All this is part of a realisation that cannabis and marijuana, its herbal
form, are already very widely used. About 40 per cent of young adults in
Britain have tried cannabis, and 25 per cent of all adults. No longer is
this the pastime of a small minority. Paul Hayes, a senior British
probation officer who has recently become head of the Government's new
drug-treatment agency, notes that for many social groupings the use of
cannabis has become more or less normal behaviour. "The last time anyone
offered it to me was after a primary-school parent-teacher association
disco, in the home of a rotary Club member, and the person was a
detective-sergeant in the Metropolitan Police," he says. "If that's not
normalisation, I don't know what is." Wisely, he refused.

I talked to Mr Hayes in the course of researching the articles on illegal
drugs that appear in the current issue of The Economist.

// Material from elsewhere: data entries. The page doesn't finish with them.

//! Staffsync Core Library
//!
//! This crate provides the synchronized data layer for the employee/skill
//! service, including:
//! - Remote access to the employee service (REST over reqwest)
//! - Observable snapshot caches for employees and skills
//! - Stores that re-fetch after every write
//! - The skill selection filter
//! - Derived views (usage counts, filtering, sorting, assignable skills)
//! - Cascading skill deletion
//! - User-facing notices

pub mod cache;
pub mod cascade;
pub mod config;
pub mod error;
pub mod model;
pub mod notice;
pub mod relations;
pub mod remote;
pub mod selection;
pub mod stores;

use std::sync::Arc;

use tracing::info;

use crate::cascade::CascadeDeleteCoordinator;
use crate::config::Config;
use crate::relations::RelationshipView;
use crate::remote::{EnvTokenProvider, HttpRemoteStore, RemoteStore, TokenProvider};
use crate::selection::SelectionState;
use crate::stores::{EmployeeStore, FetchOutcome, SkillStore};

pub use error::{Error, ErrorKind, Result};

/// Re-export commonly used types
pub mod prelude {
    pub use crate::DataLayer;
    pub use crate::cascade::{CascadeDeleteCoordinator, CascadeReport};
    pub use crate::config::Config;
    pub use crate::error::{Error, ErrorKind, Result};
    pub use crate::model::{Employee, EmployeeId, Skill, SkillId, SkillRef};
    pub use crate::notice::{Notice, Severity};
    pub use crate::relations::{RelationshipView, RosterQuery, SortColumn, SortDirection, SortSpec};
    pub use crate::remote::RemoteStore;
    pub use crate::selection::SelectionState;
    pub use crate::stores::{EmployeeStore, FetchOutcome, SkillStore};
}

/// Every store and view of one application, wired once
///
/// Clones share the same caches.
#[derive(Debug, Clone)]
pub struct DataLayer {
    employees: Arc<EmployeeStore>,
    skills: Arc<SkillStore>,
    selection: Arc<SelectionState>,
    view: RelationshipView,
    cascade: CascadeDeleteCoordinator,
}

impl DataLayer {
    /// Wire the layer over any remote store
    pub fn new(remote: Arc<dyn RemoteStore>, config: &Config) -> Self {
        let capacity = config.cache.channel_capacity;
        let employees = Arc::new(EmployeeStore::with_capacity(remote.clone(), capacity));
        let skills = Arc::new(SkillStore::with_capacity(remote, employees.clone(), capacity));
        let selection = Arc::new(SelectionState::new());
        let view = RelationshipView::new(employees.clone(), skills.clone(), selection.clone());
        let cascade = CascadeDeleteCoordinator::new(employees.clone(), skills.clone())
            .with_max_attempts(config.cascade.max_attempts);

        Self {
            employees,
            skills,
            selection,
            view,
            cascade,
        }
    }

    /// Wire the layer over the HTTP service named in `config`
    pub fn connect(config: &Config, tokens: Arc<dyn TokenProvider>) -> Result<Self> {
        let remote = HttpRemoteStore::builder()
            .config(config.remote.clone())
            .token_provider(tokens)
            .build()?;
        info!(base_url = %remote.base_url(), "Connected data layer");
        Ok(Self::new(Arc::new(remote), config))
    }

    /// [`DataLayer::connect`] with the token taken from the environment
    pub fn from_config(config: &Config) -> Result<Self> {
        Self::connect(config, Arc::new(EnvTokenProvider::default()))
    }

    /// Fetch skills and employees concurrently
    pub async fn load_all(&self) -> (FetchOutcome, FetchOutcome) {
        let (employees, skills) = tokio::join!(self.employees.fetch_all(), self.skills.fetch_all());
        (employees, skills)
    }

    pub fn employees(&self) -> &Arc<EmployeeStore> {
        &self.employees
    }

    pub fn skills(&self) -> &Arc<SkillStore> {
        &self.skills
    }

    pub fn selection(&self) -> &Arc<SelectionState> {
        &self.selection
    }

    pub fn view(&self) -> &RelationshipView {
        &self.view
    }

    pub fn cascade(&self) -> &CascadeDeleteCoordinator {
        &self.cascade
    }
}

I set out to write
them with a genuinely open mind: although the magazine has backed drug
legalisation for more than a decade, I had not previously done a
comprehensive study of the case for and against. After visiting the US,
Mexico, Switzerland and the Netherlands, I came to the conclusion that the
proper policy for governments was to think through a coherent approach to
legalisation - to cannabis in the first instance, and then gradually to all
other drugs. Outrageous though such a policy might sound, it would
ultimately cause less social harm than the present ban does.

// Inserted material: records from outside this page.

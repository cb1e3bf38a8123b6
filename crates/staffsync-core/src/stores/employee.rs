//! Employee store

use std::sync::Arc;

use tracing::{debug, error, info, warn};

use crate::cache::{DEFAULT_CHANNEL_CAPACITY, EntityCache, Snapshot, SnapshotStream};
use crate::error::{Error, Result};
use crate::model::{Employee, EmployeeId, EmployeePayload, SkillId};
use crate::remote::RemoteStore;

use super::{FetchOutcome, FetchStatus};

/// Cached employee collection with its writes
pub struct EmployeeStore {
    remote: Arc<dyn RemoteStore>,
    cache: EntityCache<Employee>,
    status: FetchStatus,
}

impl std::fmt::Debug for EmployeeStore {
    fn fmt(&self, f: &mut std::fmt::Formatter<'_>) -> std::fmt::Result {
        f.debug_struct("EmployeeStore")
            .field("cache", &self.cache)
            .field("last_fetch", &self.status.get())
            .finish()
    }
}

impl EmployeeStore {
    pub fn new(remote: Arc<dyn RemoteStore>) -> Self {
        Self::with_capacity(remote, DEFAULT_CHANNEL_CAPACITY)
    }

    /// Store whose cache buffers `capacity` snapshots per observer
    pub fn with_capacity(remote: Arc<dyn RemoteStore>, capacity: usize) -> Self {
        Self {
            remote,
            cache: EntityCache::with_capacity(capacity),
            status: FetchStatus::default(),
        }
    }

    pub fn cache(&self) -> &EntityCache<Employee> {
        &self.cache
    }

    /// Latest cached employees
    pub fn current(&self) -> Snapshot<Employee> {
        self.cache.current()
    }

    pub fn observe(&self) -> SnapshotStream<Employee> {
        self.cache.observe()
    }

    /// Outcome of the most recent `fetch_all`
    pub fn last_fetch(&self) -> FetchOutcome {
        self.status.get()
    }

    /// Reload the whole collection
    ///
    /// On failure the error is logged and the cache is emptied rather than
    /// left holding a stale snapshot.
    pub async fn fetch_all(&self) -> FetchOutcome {
        match self.remote.list_employees().await {
            Ok(mut employees) => {
                for employee in &mut employees {
                    employee.normalize_skill_set();
                }
                let count = employees.len();
                self.cache.set(employees);
                debug!(count, "Employees loaded");
                self.status.record(FetchOutcome::Loaded(count))
            }
            Err(e) => {
                error!(error = %e, code = e.code(), "Failed to load employees");
                self.cache.set(Vec::new());
                self.status.record(FetchOutcome::Failed(e.to_string()))
            }
        }
    }

    /// Fetch one employee directly from the service, skill set sorted by label
    pub async fn get_one(&self, id: EmployeeId) -> Result<Employee> {
        let mut employee = self.remote.get_employee(id).await?;
        employee.normalize_skill_set();
        Ok(employee)
    }

    /// Create an employee; returns the stored record with its new id
    pub async fn create(&self, employee: &Employee) -> Result<Employee> {
        let payload = EmployeePayload::from(employee);
        let created = self.remote.create_employee(&payload).await.inspect_err(|e| {
            warn!(error = %e, "Failed to create employee");
        })?;

        info!(employee_id = ?created.id, "Employee created");
        self.fetch_all().await;
        Ok(created)
    }

    /// Update an existing employee
    pub async fn update(&self, employee: &Employee) -> Result<Employee> {
        let id = employee
            .id
            .ok_or_else(|| Error::InvalidArgument("employee update requires an id".to_string()))?;

        let payload = EmployeePayload::from(employee);
        let updated = self
            .remote
            .update_employee(id, &payload)
            .await
            .inspect_err(|e| warn!(employee_id = id, error = %e, "Failed to update employee"))?;

        info!(employee_id = id, "Employee updated");
        self.fetch_all().await;
        Ok(updated)
    }

    /// Delete an employee; a missing id is a no-op
    ///
    /// A failed delete leaves the cache untouched.
    pub async fn delete(&self, id: Option<EmployeeId>) -> Result<()> {
        let Some(id) = id else {
            debug!("Ignoring employee delete without id");
            return Ok(());
        };

        self.remote
            .delete_employee(id)
            .await
            .inspect_err(|e| error!(employee_id = id, error = %e, "Failed to delete employee"))?;

        info!(employee_id = id, "Employee deleted");
        self.fetch_all().await;
        Ok(())
    }

    /// Employees currently holding a skill, as reported by the service
    pub async fn employees_by_skill(&self, skill_id: SkillId) -> Result<Vec<Employee>> {
        let holders = self.remote.employees_by_skill(skill_id).await?;
        debug!(skill_id, holders = holders.employees.len(), "Loaded skill holders");
        Ok(holders.employees)
    }
}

Legalisation, it should be said at once, would not be harm-free. For simple
agricultural and chemical products, illegal drugs are hugely expensive by
the time they reach the street dealer. This mainly reflects the enormous
risks involved in growing, transporting and selling them. Remove these
risks and the price would fall. Of course, taxes could push the price part
of the way back up, as with cigarettes and alcohol - and it would be a good
thing if the money went to government rather than to gangsters. But if the
tax were too high, a new black market would spring up.

Accompanying the fall in the price would be greater availability (no more
mouth-to-mouth transactions with sinister figures in Soho) and more social
acceptability. The result would be a rise in drug use, and therefore a rise
in the number of people who became dependent on drugs. Moreover, some of
these users would suffer physical harm. Drugs seem to have lasting (but
badly understood) effects on health, and some, used incompetently, can
kill. All this is true for alcohol and nicotine - but it is understandable
that voters and politicians hesitate to increase the list of harmful
substances that are legally available.

One argument for doing so is philosophical. The philosopher John Stuart
Mill believed that the state had no right to intervene to stop individuals
doing something that harmed them, if they thereby did no harm to anyone
else. "Over himself, over his own body and mind, the individual is
sovereign," pronounced Mill. He accepted that some social groups, mainly
children, required special protection. And some people argue that
drug-takers are also a special class: once addicted, they can no longer
make rational choices about whether to harm themselves. Yet society has
rejected this argument, notably in the case of nicotine, which kills
proportionately more of its users than heroin does its, and which appears
to have greater addictive power.

Another argument for legalisation is pragmatic. Drug bans cause enormous
harms; and removing them would bring considerable benefits. The harms fall
especially on poor countries, and on poor people in rich countries. In
developing countries that produce and trade drugs, like Colombia, Mexico
and Jamaica (where Tony Blair has just been offering assistance to the
police), the trade finances gangs with the money to corrupt police and
political institutions. Spraying land to kill crops of coca and opium
poisons the land and local people. And drug production encourages local
consumption, which (in the case of heroin) helps to spread HIV/Aids.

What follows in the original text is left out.